Ilse Helbich hatte einiges geschrieben. Während sie lange als Verlagskauffrau arbeitete, publizierte sie in Zeitungen und verfasste Rundfunksendungen. Ihr Debütroman erschien in ihrem 80. Lebensjahr. Dieses Alter werde ich mit meinem Debütroman nicht mehr schaffen. 80 werde ich nächstes Jahr. Ich bin nämlich Sachbuchautorin und stecke fest in dieser Schublade. Allen literarischen Essays zum Trotz.

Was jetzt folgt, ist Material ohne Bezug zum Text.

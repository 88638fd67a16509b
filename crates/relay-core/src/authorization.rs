//! Authorization flow: issue a PKCE challenge, redeem it exactly once
//!
//! The authorizer owns state validation. A code is only exchanged when its
//! state was issued here and has not been redeemed or expired. The pending
//! entry is consumed before the exchange, under a per-state lock, so two
//! concurrent completions with the same state cannot both reach the token
//! endpoint. A failed exchange therefore needs a fresh authorization.

use std::sync::Arc;

use chrono::{DateTime, Utc};
use relay_auth::{
    CredentialStore, GlobalProxy, OAuthConfig, ProxyDescriptor, TransportFactory, effective_proxy,
};
use serde::Serialize;
use tracing::{info, warn};

use crate::error::{Error, Result};
use crate::keyed::KeyedLocks;

/// What a user needs to start authorizing in a browser.
#[derive(Debug, Clone, Serialize)]
pub struct PendingAuthorization {
    pub auth_url: String,
    pub state: String,
    pub code_challenge: String,
}

/// Result of a completed authorization.
#[derive(Debug, Clone, Serialize)]
pub struct CompletedAuthorization {
    pub account: String,
    pub expires_at: DateTime<Utc>,
    pub scopes: Vec<String>,
}

pub struct Authorizer {
    store: Arc<dyn CredentialStore>,
    oauth: OAuthConfig,
    transports: Arc<TransportFactory>,
    global_proxy: Option<GlobalProxy>,
    state_locks: KeyedLocks,
    account_locks: Arc<KeyedLocks>,
}

impl Authorizer {
    pub fn new(
        store: Arc<dyn CredentialStore>,
        oauth: OAuthConfig,
        transports: Arc<TransportFactory>,
        global_proxy: Option<GlobalProxy>,
    ) -> Self {
        Self {
            store,
            oauth,
            transports,
            global_proxy,
            state_locks: KeyedLocks::new(),
            account_locks: Arc::new(KeyedLocks::new()),
        }
    }

    /// Share the token manager's per-account locks so a completed
    /// authorization never interleaves with a refresh of the same account.
    pub fn with_account_locks(mut self, locks: Arc<KeyedLocks>) -> Self {
        self.account_locks = locks;
        self
    }

    /// Generate a challenge and remember it until it is redeemed or expires.
    pub async fn generate_authorization(&self) -> Result<PendingAuthorization> {
        let challenge = relay_auth::generate_challenge(&self.oauth).map_err(|e| match e {
            relay_auth::Error::Randomness(msg) => Error::Randomness(msg),
            other => Error::Configuration(other),
        })?;

        let pending = PendingAuthorization {
            auth_url: challenge.auth_url.clone(),
            state: challenge.state.clone(),
            code_challenge: challenge.code_challenge.clone(),
        };
        self.store
            .save_transient_state(&pending.state, challenge)
            .await
            .map_err(|e| Error::store(None, "save authorization state", e))?;

        info!(state = %pending.state, "authorization issued");
        Ok(pending)
    }

    /// Redeem `state` and exchange `code` for a credential stored under
    /// `account`, bound to `proxy` when given.
    ///
    /// Unknown, expired or already-redeemed states fail with `UnknownState`.
    pub async fn complete_authorization(
        &self,
        code: &str,
        state: &str,
        account: &str,
        proxy: Option<ProxyDescriptor>,
    ) -> Result<CompletedAuthorization> {
        let challenge = {
            let _guard = self.state_locks.lock(state).await;
            let challenge = match self.store.load_transient_state(state).await {
                Ok(challenge) => challenge,
                Err(relay_auth::Error::NotFound(_)) => {
                    warn!(state, account, "authorization state not found");
                    return Err(Error::UnknownState {
                        state: state.to_string(),
                    });
                }
                Err(e) => return Err(Error::store(Some(account), "load authorization state", e)),
            };
            self.store
                .delete_transient_state(state)
                .await
                .map_err(|e| Error::store(Some(account), "delete authorization state", e))?;
            challenge
        };

        let route = effective_proxy(proxy.as_ref(), self.global_proxy.as_ref());
        let client = self.transports.transport(route.as_ref()).map_err(Error::Proxy)?;

        let credential = relay_auth::exchange_code(
            &client,
            &self.oauth,
            code,
            &challenge.code_verifier,
            state,
            proxy,
        )
        .await
        .map_err(|e| {
            warn!(account, error = %e, "authorization code exchange failed");
            Error::Exchange {
                account: account.to_string(),
                source: e,
            }
        })?;

        let completed = CompletedAuthorization {
            account: account.to_string(),
            expires_at: credential.expires_at,
            scopes: credential.scopes.clone(),
        };
        {
            let _guard = self.account_locks.lock(account).await;
            self.store
                .save_credential(account, credential)
                .await
                .map_err(|e| Error::store(Some(account), "save credential", e))?;
        }

        info!(account, expires_at = %completed.expires_at, "authorization completed");
        Ok(completed)
    }
}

Ich schreibe seit Jahrzehnten und kann seit den 70er Jahren regelmäßig publizieren. Und regelmäßig bedeutet vorwiegend im feministischen Magazin AUF – Eine Frauenzeitschrift, die erstmals im Herbst 1974 herauskam und bei der ich eineinhalb Jahre später einstieg. Die brauchte Autorinnen. Herausgeberinnen auch, sonst funktioniert es nicht: Die Zeitschrift geht ein, und wohin dann mit meinen Beiträgen? Die AUF bot von Anfang an und bis zum Schluss 2011 großzügig Platz für umfangreiche Beiträge der theoretischen, essayistischen und literarischen Art. So etwas gab es als feministische Zeitschrift weit und breit nicht. Erst rund zehn Jahre später erschienen weitere feministische Magazine. Das AUF-Konzept gefiel mir, und so blieb ich die folgenden 35 Jahre ihres Bestehens – als Autorin und als Mitherausgeberin. Weil uns die Zeitungsarbeit nicht genügte, gründeten wir 1992 eine Edition. Die AUFedition. Im ersten Buch schrieben 36 Autorinnen darüber, was sie über die Geschichte der Frauen Wiens herausgefunden hatten. Nun lief die Arbeit mit zwei Printmedien weiter. Buch auf Buch erschien – und Verlage griffen zu, besonders der Mandelbaum Verlag. Das war praktisch, denn für den Vertrieb braucht es verdammt viel Zeit. Und welche Frau hat die schon? Vollzeitarbeit, Kinder aufziehen oder kleinen Jobs nachjagen, möglichst zwei, drei gleichzeitig, weil es sich von einem nicht leben lässt. Diese Jobs heißen Projekte, ein Name, der etwas wie Selbstbestimmung vortäuscht. Der Zustand heißt Prekariat. Schöne Worte für einen Drahtseilakt ohne Sicherheitsnetz.

Denn – hab ich schon gesagt, dass das alles im Ehrenamt geschehen musste? Ehre wem Ehre gebührt klingt schön – aber Geld gebührt auch. Nur: Da war keins. Für Geld also – siehe oben – anderswo arbeiten und daneben schreiben, soviel wie möglich. Meine Bücher über die großartigsten Frauen kamen raus. Und dann entstand der Debütroman. Nach sieben Jahren Recherche. Eine tolle Story über eine Verwandte vor zwei Generationen. Eine Suche nach den Ursachen und Wegen ihres unglücklichen Lebens, eine Suche nach Wurzeln, die in ein glückliches Leben mündeten.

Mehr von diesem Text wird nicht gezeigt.